Dito isso, durante a presidência de Donald Trump, uma característica forte em seu mandato foi a priorização de interesses dos Estados Unidos antes de qualquer negociação ou consideração internacional, refutando acordos multilaterais. Além do mais, também tinha uma posição contrária à imigração, levando à construção do muro na fronteira com o México. Segundo o ex-presidente, essas eram medidas visando a uma maior segurança do país e ao mercado de trabalho americano. Entretanto, é necessário pontuar que nenhuma dessas ações acarretam em grandes benefícios, pois suas políticas comerciais nacionalistas prejudicaram suas relações diplomáticas com outros países e a postura anti-imigração não favoreceu o mercado estadunidense como esperado, tendo em vista que é composto e movimentado por um alto índice de imigrantes.

Ademais, o protecionismo é uma política econômica com objetivo de proteger as indústrias e produtores nacionais do estrangeiro. Isso é feito por meio da imposição de tarifas alfandegárias, quotas de importação e fornecimento de subsídios para empresas nacionais. No entanto, essa política também pode gerar desvantagens, como o aumento dos preços para consumidores, e possíveis tensões e guerras comerciais com outros países. 

Nesse sentido, o principal exemplo de protecionismo no mandato de Donald Trump ocorreu em 2018 quando o governo dos Estados Unidos impôs altas tarifas sobre produtos importados chineses, como o alumínio e bens de alta tecnologia, alegando práticas comerciais desleais. A China, em contrapartida, aplicou tarifas equivalentes sobre produtos americanos. Como consequência, o mercado agrícola estadunidense foi gravemente afetado, porque a nação asiática era um dos maiores mercados de exportação agrícola, e o aumento do preço de bens de consumo nos Estados Unidos impactou os consumidores. Sendo assim, uma disputa entre duas grandes potências econômicas mundiais, pode gerar consequências a demais países, podendo prejudicar o crescimento do Produto Interno Bruto global.

Portanto, é visível que, apesar de serem conceitos distintos, o nacionalismo e protecionismo muitas vezes caminham juntos, inclusive na Era Trump.
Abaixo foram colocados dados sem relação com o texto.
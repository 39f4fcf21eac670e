mod add;
mod alloc;
mod free;
mod list;
mod path;
mod remove;
mod set;
mod status;

use crate::output::OutputFormat;
use clap::{Args, Subcommand};
use silo_core::{CommandRunner, Result, SiloError, StorageLocker, SystemRunner};
use silo_storage::{default_registry, ConfigApi, ConfigStore, FileStore, StorageManager};
use std::collections::BTreeMap;
use std::path::PathBuf;
use std::sync::Arc;

/// Everything a command needs to talk to the storage layer.
pub struct Context {
    pub api: ConfigApi,
    pub manager: StorageManager,
    pub format: OutputFormat,
}

impl Context {
    pub fn new(
        config: PathBuf,
        lock_dir: PathBuf,
        node: Option<String>,
        format: OutputFormat,
    ) -> Self {
        let registry = default_registry();
        let store: Arc<dyn ConfigStore> = Arc::new(FileStore::new(config));
        let locker = Arc::new(StorageLocker::node_local(
            lock_dir.clone(),
            lock_dir.join("cluster"),
        ));
        let runner: Arc<dyn CommandRunner> = Arc::new(SystemRunner);
        Context {
            api: ConfigApi::new(registry.clone(), store.clone(), locker.clone(), runner),
            manager: StorageManager::new(registry, store, locker, node),
            format,
        }
    }
}

/// Storage options shared by `add` and `set`.
#[derive(Args, Debug, Default)]
pub struct StorageOptions {
    /// Filesystem path (dir storages)
    #[arg(long)]
    path: Option<String>,

    /// ZFS pool or dataset (zfspool storages)
    #[arg(long)]
    pool: Option<String>,

    /// Volume group name (lvm storages)
    #[arg(long)]
    vgname: Option<String>,

    /// Backing iSCSI volume id of an LVM storage
    #[arg(long)]
    base: Option<String>,

    /// iSCSI portal
    #[arg(long)]
    portal: Option<String>,

    /// iSCSI target
    #[arg(long)]
    target: Option<String>,

    /// Allowed content types, comma separated
    #[arg(long)]
    content: Option<String>,

    /// Restrict the storage to these nodes, comma separated
    #[arg(long)]
    nodes: Option<String>,

    /// Default image format
    #[arg(long = "image-format")]
    image_format: Option<String>,

    /// ZFS zvol block size
    #[arg(long)]
    blocksize: Option<String>,

    /// Backup retention
    #[arg(long)]
    maxfiles: Option<u32>,

    /// Storage is reachable identically from all nodes
    #[arg(long)]
    shared: Option<bool>,

    #[arg(long)]
    disable: Option<bool>,

    /// Allocate zvols sparsely
    #[arg(long)]
    sparse: Option<bool>,

    /// Additional options as key=value
    #[arg(short = 'o', long = "option", value_name = "KEY=VALUE")]
    options: Vec<String>,
}

impl StorageOptions {
    pub fn into_params(self) -> Result<BTreeMap<String, String>> {
        let mut params = BTreeMap::new();
        let text = [
            ("path", self.path),
            ("pool", self.pool),
            ("vgname", self.vgname),
            ("base", self.base),
            ("portal", self.portal),
            ("target", self.target),
            ("content", self.content),
            ("nodes", self.nodes),
            ("format", self.image_format),
            ("blocksize", self.blocksize),
        ];
        for (key, value) in text {
            if let Some(value) = value {
                params.insert(key.to_string(), value);
            }
        }
        if let Some(maxfiles) = self.maxfiles {
            params.insert("maxfiles".to_string(), maxfiles.to_string());
        }
        for (key, value) in [
            ("shared", self.shared),
            ("disable", self.disable),
            ("sparse", self.sparse),
        ] {
            if let Some(value) = value {
                params.insert(key.to_string(), if value { "1" } else { "0" }.to_string());
            }
        }
        for option in self.options {
            let (key, value) = option.split_once('=').ok_or_else(|| {
                SiloError::Config(format!("invalid option '{option}', expected key=value"))
            })?;
            params.insert(key.to_string(), value.to_string());
        }
        Ok(params)
    }
}

#[derive(Subcommand, Debug)]
pub enum Command {
    /// Add a new storage definition
    Add {
        /// Storage type
        #[arg(value_name = "TYPE")]
        ty: String,

        /// Storage identifier
        storage: String,

        #[command(flatten)]
        options: StorageOptions,
    },

    /// Change an existing storage definition
    Set {
        /// Storage identifier
        storage: String,

        /// Only apply when the configuration digest still matches
        #[arg(long)]
        digest: Option<String>,

        #[command(flatten)]
        options: StorageOptions,
    },

    /// Remove a storage definition
    Remove {
        /// Storage identifier
        storage: String,
    },

    /// Show storage usage
    Status {
        /// Storage identifier (all storages if omitted)
        storage: Option<String>,
    },

    /// List the volumes of a storage
    List {
        /// Storage identifier
        storage: String,

        /// Only volumes owned by this vmid
        #[arg(long)]
        vmid: Option<u32>,
    },

    /// Allocate a new volume
    Alloc {
        /// Storage identifier
        storage: String,

        /// Owning vmid
        vmid: u32,

        /// Size (e.g. 4G, 512M, or kibibytes)
        size: String,

        /// Explicit volume name
        #[arg(long)]
        name: Option<String>,

        /// Image format
        #[arg(long = "image-format")]
        format: Option<String>,
    },

    /// Free a volume
    Free {
        /// Volume identifier (storage:volname)
        volid: String,
    },

    /// Print the path of a volume
    Path {
        /// Volume identifier (storage:volname)
        volid: String,

        /// Resolve a snapshot of the volume
        #[arg(long)]
        snapshot: Option<String>,
    },
}

pub async fn execute(command: Command, ctx: Context) -> Result<()> {
    match command {
        Command::Add {
            ty,
            storage,
            options,
        } => add::execute(ty, storage, options, ctx).await,
        Command::Set {
            storage,
            digest,
            options,
        } => set::execute(storage, digest, options, ctx).await,
        Command::Remove { storage } => remove::execute(storage, ctx).await,
        Command::Status { storage } => status::execute(storage, ctx).await,
        Command::List { storage, vmid } => list::execute(storage, vmid, ctx).await,
        Command::Alloc {
            storage,
            vmid,
            size,
            name,
            format,
        } => alloc::execute(storage, vmid, size, name, format, ctx).await,
        Command::Free { volid } => free::execute(volid, ctx).await,
        Command::Path { volid, snapshot } => path::execute(volid, snapshot, ctx).await,
    }
}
Eles emergem frequentemente como reações contra a globalização, sendo vista por nacionalistas e protecionistas como prejudicial à unidade nacional. 


Políticas e Medidas Protecionistas da Era Trump 

O slogan "América em primeiro lugar", defendido pelo ex-presidente Donald Trump, na prática, minou o sistema comercial multilateral, antecipando um cenário de negociações baseadas na força, poder e influência de cada nação (El País, 2020). A imposição de tarifas sobre as importações e a renegociação de acordos comerciais, com o objetivo de proteger a indústria doméstica da concorrência de países com salários mais baixos, como a China, demonstraram a postura abertamente protecionista adotada pelos Estados Unidos em sua política comercial, durante o governo Trump. Nesse sentido, a seguir, serão analisadas algumas das principais medidas implementadas que exemplificam esse viés protecionista, com destaque para a guerra comercial com a China, a revisão de acordos comerciais e as tarifas sobre aço e alumínio. 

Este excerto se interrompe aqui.